START DATA TO USE

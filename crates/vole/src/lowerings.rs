use std::collections::HashMap;

use vole_core::{DType, Device, Error, Result};
use vole_expr::{
    compute, reduce, BinOp, Buf, CmpOp, ComputeTensor, Expr, IntrinsicOp, Stmt, Var,
};
use vole_ir::OpKind;

use crate::config::CompileConfig;

// Lowerings — Operator-specific emission of compute tensors
//
// A lowering maps one operator plus its converted arguments to a compute
// tensor (dims + indexing function). The kernel dispatches through two
// registries: a custom registry keyed by operator name, then this standard
// registry keyed by the operator's schema string.

/// Argument form handed to lowerings. A tagged union, because every
/// lowering pattern-matches on the tag.
#[derive(Debug, Clone)]
pub enum ArgValue {
    Buf(Buf),
    /// A scalar kernel argument (bound graph input).
    Var(Var),
    Int(i64),
    Double(f64),
    Bool(bool),
    IntList(Vec<i64>),
    DoubleList(Vec<f64>),
    BufList(Vec<Buf>),
    /// The none-sentinel for optional operands.
    None,
}

impl ArgValue {
    pub fn as_buf(&self) -> Option<&Buf> {
        match self {
            ArgValue::Buf(b) => Some(b),
            _ => None,
        }
    }

    pub fn as_int(&self) -> Option<i64> {
        match self {
            ArgValue::Int(v) => Some(*v),
            _ => None,
        }
    }

    pub fn is_none(&self) -> bool {
        matches!(self, ArgValue::None)
    }

    /// Scalar arguments as an expression; buffers and lists are rejected.
    pub fn scalar_expr(&self) -> Result<Expr> {
        match self {
            ArgValue::Int(v) => Ok(Expr::long(*v)),
            ArgValue::Double(v) => Ok(Expr::double(*v)),
            ArgValue::Bool(v) => Ok(Expr::bool_imm(*v)),
            ArgValue::Var(v) => Ok(Expr::var(v)),
            other => Err(Error::malformed(format!(
                "expected a scalar argument, got {:?}",
                other
            ))),
        }
    }

    /// An int-or-int-pair argument as `[i64; 2]` (conv parameters).
    pub fn as_int_pair(&self) -> Result<[i64; 2]> {
        match self {
            ArgValue::Int(v) => Ok([*v, *v]),
            ArgValue::IntList(l) if l.len() == 1 => Ok([l[0], l[0]]),
            ArgValue::IntList(l) if l.len() == 2 => Ok([l[0], l[1]]),
            other => Err(Error::malformed(format!(
                "expected an int or int pair, got {:?}",
                other
            ))),
        }
    }
}

/// The lowering signature: `(args, output_shape, output_dtype, device)`.
pub type LoweringFn =
    Box<dyn Fn(&[ArgValue], &[Expr], Option<DType>, Device) -> Result<ComputeTensor>>;

/// A name-keyed table of lowering functions. The kernel uses one instance
/// keyed by operator name (custom lowerings) and one keyed by schema
/// string (the standard library below).
#[derive(Default)]
pub struct LoweringRegistry {
    map: HashMap<String, LoweringFn>,
}

impl LoweringRegistry {
    pub fn new() -> Self {
        Self::default()
    }

    pub fn insert(&mut self, key: impl Into<String>, f: LoweringFn) {
        self.map.insert(key.into(), f);
    }

    pub fn get(&self, key: &str) -> Option<&LoweringFn> {
        self.map.get(key)
    }

    pub fn len(&self) -> usize {
        self.map.len()
    }

    pub fn is_empty(&self) -> bool {
        self.map.is_empty()
    }
}

/// Tensor dtype a lowering produces when the graph omits one.
fn resolved_dtype(output_dtype: Option<DType>) -> DType {
    output_dtype.unwrap_or(DType::F32)
}

fn zero_expr(dtype: DType) -> Expr {
    match dtype {
        DType::F32 => Expr::float(0.0),
        DType::F64 => Expr::double(0.0),
        DType::I64 => Expr::long(0),
        DType::Bool => Expr::bool_imm(false),
        _ => Expr::cast(dtype, Expr::float(0.0)),
    }
}

/// Load `buf` at `axes`, right-aligned, broadcasting extent-1 dimensions.
fn broadcast_load(buf: &Buf, axes: &[Expr]) -> Result<Expr> {
    let rank = buf.rank();
    if rank > axes.len() {
        return Err(Error::malformed(format!(
            "buffer {} of rank {} used at rank {}",
            buf.name(),
            rank,
            axes.len()
        )));
    }
    let offset = axes.len() - rank;
    let indices = buf
        .dims()
        .iter()
        .enumerate()
        .map(|(j, d)| {
            if d.as_long() == Some(1) {
                Expr::long(0)
            } else {
                axes[offset + j].clone()
            }
        })
        .collect();
    Ok(Expr::load(buf, indices))
}

/// An operand in a pointwise body: buffer loads broadcast, scalars embed.
fn operand_expr(arg: &ArgValue, axes: &[Expr]) -> Result<Expr> {
    match arg {
        ArgValue::Buf(b) => broadcast_load(b, axes),
        other => other.scalar_expr(),
    }
}

fn lower_binary(op: BinOp, name: &'static str) -> LoweringFn {
    Box::new(move |args, shape, out_dtype, _device| {
        if args.len() < 2 {
            return Err(Error::malformed(format!("{} expects two arguments", name)));
        }
        let dtype = resolved_dtype(out_dtype);
        compute(name, shape, dtype, |axes| {
            Ok(Expr::binary(
                op,
                operand_expr(&args[0], axes)?,
                operand_expr(&args[1], axes)?,
            ))
        })
    })
}

enum UnaryBody {
    Intrinsic(IntrinsicOp),
    Neg,
    Relu,
}

fn lower_unary(body: UnaryBody, name: &'static str) -> LoweringFn {
    Box::new(move |args, shape, out_dtype, _device| {
        if args.is_empty() {
            return Err(Error::malformed(format!("{} expects one argument", name)));
        }
        let dtype = resolved_dtype(out_dtype);
        compute(name, shape, dtype, |axes| {
            let x = operand_expr(&args[0], axes)?;
            Ok(match &body {
                UnaryBody::Intrinsic(op) => Expr::intrinsic(*op, x),
                UnaryBody::Neg => zero_expr(dtype) - x,
                UnaryBody::Relu => Expr::max(x, zero_expr(dtype)),
            })
        })
    })
}

fn lower_to() -> LoweringFn {
    Box::new(|args, shape, out_dtype, _device| {
        if args.is_empty() {
            return Err(Error::malformed("to expects one argument"));
        }
        let dtype = resolved_dtype(out_dtype);
        // compute() inserts the cast when the loaded dtype differs.
        compute("aten_to", shape, dtype, |axes| operand_expr(&args[0], axes))
    })
}

fn lower_sum() -> LoweringFn {
    Box::new(|args, shape, out_dtype, _device| {
        let input = args
            .first()
            .and_then(|a| a.as_buf())
            .ok_or_else(|| Error::malformed("sum expects a tensor argument"))?;
        let dtype = resolved_dtype(out_dtype);
        let reduce_dims = input.dims().to_vec();
        reduce(
            "aten_sum",
            shape,
            dtype,
            &reduce_dims,
            |_axes| Ok(zero_expr(dtype)),
            |_axes, r| Ok(Expr::load(input, r.to_vec())),
        )
    })
}

fn lower_rand_like() -> LoweringFn {
    Box::new(|_args, shape, out_dtype, _device| {
        let dtype = resolved_dtype(out_dtype);
        compute("aten_rand_like", shape, dtype, |_axes| Ok(Expr::rand(dtype)))
    })
}

fn lower_quantize_per_tensor() -> LoweringFn {
    Box::new(|args, shape, out_dtype, _device| {
        if args.len() < 3 {
            return Err(Error::malformed(
                "quantize_per_tensor expects input, scale, and zero_point",
            ));
        }
        let dtype = resolved_dtype(out_dtype);
        compute("aten_quantize_per_tensor", shape, dtype, |axes| {
            let x = operand_expr(&args[0], axes)?;
            let scale = args[1].scalar_expr()?;
            let zero_point = args[2].scalar_expr()?;
            Ok(Expr::intrinsic(IntrinsicOp::Round, x / scale) + zero_point)
        })
    })
}

fn lower_chunk() -> LoweringFn {
    Box::new(|args, shape, out_dtype, _device| {
        if args.len() < 4 {
            return Err(Error::malformed(
                "constant_chunk expects input, offset, dim, and chunks",
            ));
        }
        let input = args[0]
            .as_buf()
            .ok_or_else(|| Error::malformed("constant_chunk input must be a tensor"))?;
        let offset = args[1]
            .as_int()
            .ok_or_else(|| Error::malformed("constant_chunk offset must be an int"))?;
        let dim = args[2]
            .as_int()
            .ok_or_else(|| Error::malformed("constant_chunk dim must be an int"))?
            as usize;
        let chunks = args[3]
            .as_int()
            .ok_or_else(|| Error::malformed("constant_chunk chunks must be an int"))?;
        if dim >= input.rank() {
            return Err(Error::malformed("constant_chunk dim out of range"));
        }
        let dtype = resolved_dtype(out_dtype);
        let chunk_size = input.dims()[dim].clone() / Expr::long(chunks);
        let start = Expr::long(offset) * chunk_size;
        compute("aten_chunk", shape, dtype, |axes| {
            let mut indices = axes.to_vec();
            indices[dim] = indices[dim].clone() + start;
            Ok(Expr::load(input, indices))
        })
    })
}

/// Constant concat extents of the inputs along `dim`, plus running
/// offsets.
fn cat_offsets(inputs: &[Buf], dim: usize) -> Result<Vec<i64>> {
    let mut offsets = Vec::with_capacity(inputs.len() + 1);
    let mut acc = 0i64;
    offsets.push(0);
    for b in inputs {
        if dim >= b.rank() {
            return Err(Error::malformed("cat dim out of range"));
        }
        let extent = b.dims()[dim].as_long().ok_or_else(|| {
            Error::malformed("cat requires constant extents along the concat dimension")
        })?;
        acc += extent;
        offsets.push(acc);
    }
    Ok(offsets)
}

fn lower_cat(without_conditionals: bool) -> LoweringFn {
    Box::new(move |args, shape, out_dtype, _device| {
        let inputs = match args.first() {
            Some(ArgValue::BufList(bufs)) if !bufs.is_empty() => bufs.clone(),
            Some(ArgValue::BufList(_)) => {
                return Err(Error::malformed("empty tensor list passed to cat"))
            }
            _ => return Err(Error::malformed("cat expects a tensor list")),
        };
        let dim = args
            .get(1)
            .and_then(|a| a.as_int())
            .ok_or_else(|| Error::malformed("cat expects an int dim"))?
            as usize;
        let dtype = resolved_dtype(out_dtype);
        let offsets = cat_offsets(&inputs, dim)?;

        if without_conditionals {
            // One copy nest per input, each writing its slice of the
            // output directly — no per-element selects to block
            // vectorization.
            let out = Buf::new("aten_cat", shape.to_vec(), dtype);
            let mut nests = Vec::with_capacity(inputs.len());
            for (k, input) in inputs.iter().enumerate() {
                let axes: Vec<Var> = (0..input.rank())
                    .map(|j| Var::new(format!("j{}", j), DType::I64))
                    .collect();
                let axis_exprs: Vec<Expr> = axes.iter().map(Expr::var).collect();
                let mut out_indices = axis_exprs.clone();
                out_indices[dim] = out_indices[dim].clone() + Expr::long(offsets[k]);
                let mut value = Expr::load(input, axis_exprs);
                if value.dtype() != dtype {
                    value = Expr::cast(dtype, value);
                }
                let mut nest = Stmt::store(&out, out_indices, value);
                for (var, extent) in axes.iter().zip(input.dims().iter()).rev() {
                    nest = Stmt::loop_(var.clone(), Expr::long(0), extent.clone(), nest);
                }
                nests.push(nest);
            }
            return Ok(ComputeTensor::new(out, Stmt::block(nests)));
        }

        compute("aten_cat", shape, dtype, |axes| {
            // Right-fold a select chain over the inputs: the last input is
            // the final else-branch.
            let load_k = |k: usize| -> Expr {
                let mut indices = axes.to_vec();
                indices[dim] = indices[dim].clone() - Expr::long(offsets[k]);
                Expr::load(&inputs[k], indices)
            };
            let mut value = load_k(inputs.len() - 1);
            for k in (0..inputs.len() - 1).rev() {
                value = Expr::compare_select(
                    CmpOp::Lt,
                    axes[dim].clone(),
                    Expr::long(offsets[k + 1]),
                    load_k(k),
                    value,
                );
            }
            Ok(value)
        })
    })
}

END DATA TO USE

# WORK TO COMPLETE
Reproduce each line from the records that contains the word "UnaryBody".

# EXPECTED OUTPUT
enum UnaryBody {
fn lower_unary(body: UnaryBody, name: &'static str) -> LoweringFn {
                UnaryBody::Intrinsic(op) => Expr::intrinsic(*op, x),
                UnaryBody::Neg => zero_expr(dtype) - x,
                UnaryBody::Relu => Expr::max(x, zero_expr(dtype)),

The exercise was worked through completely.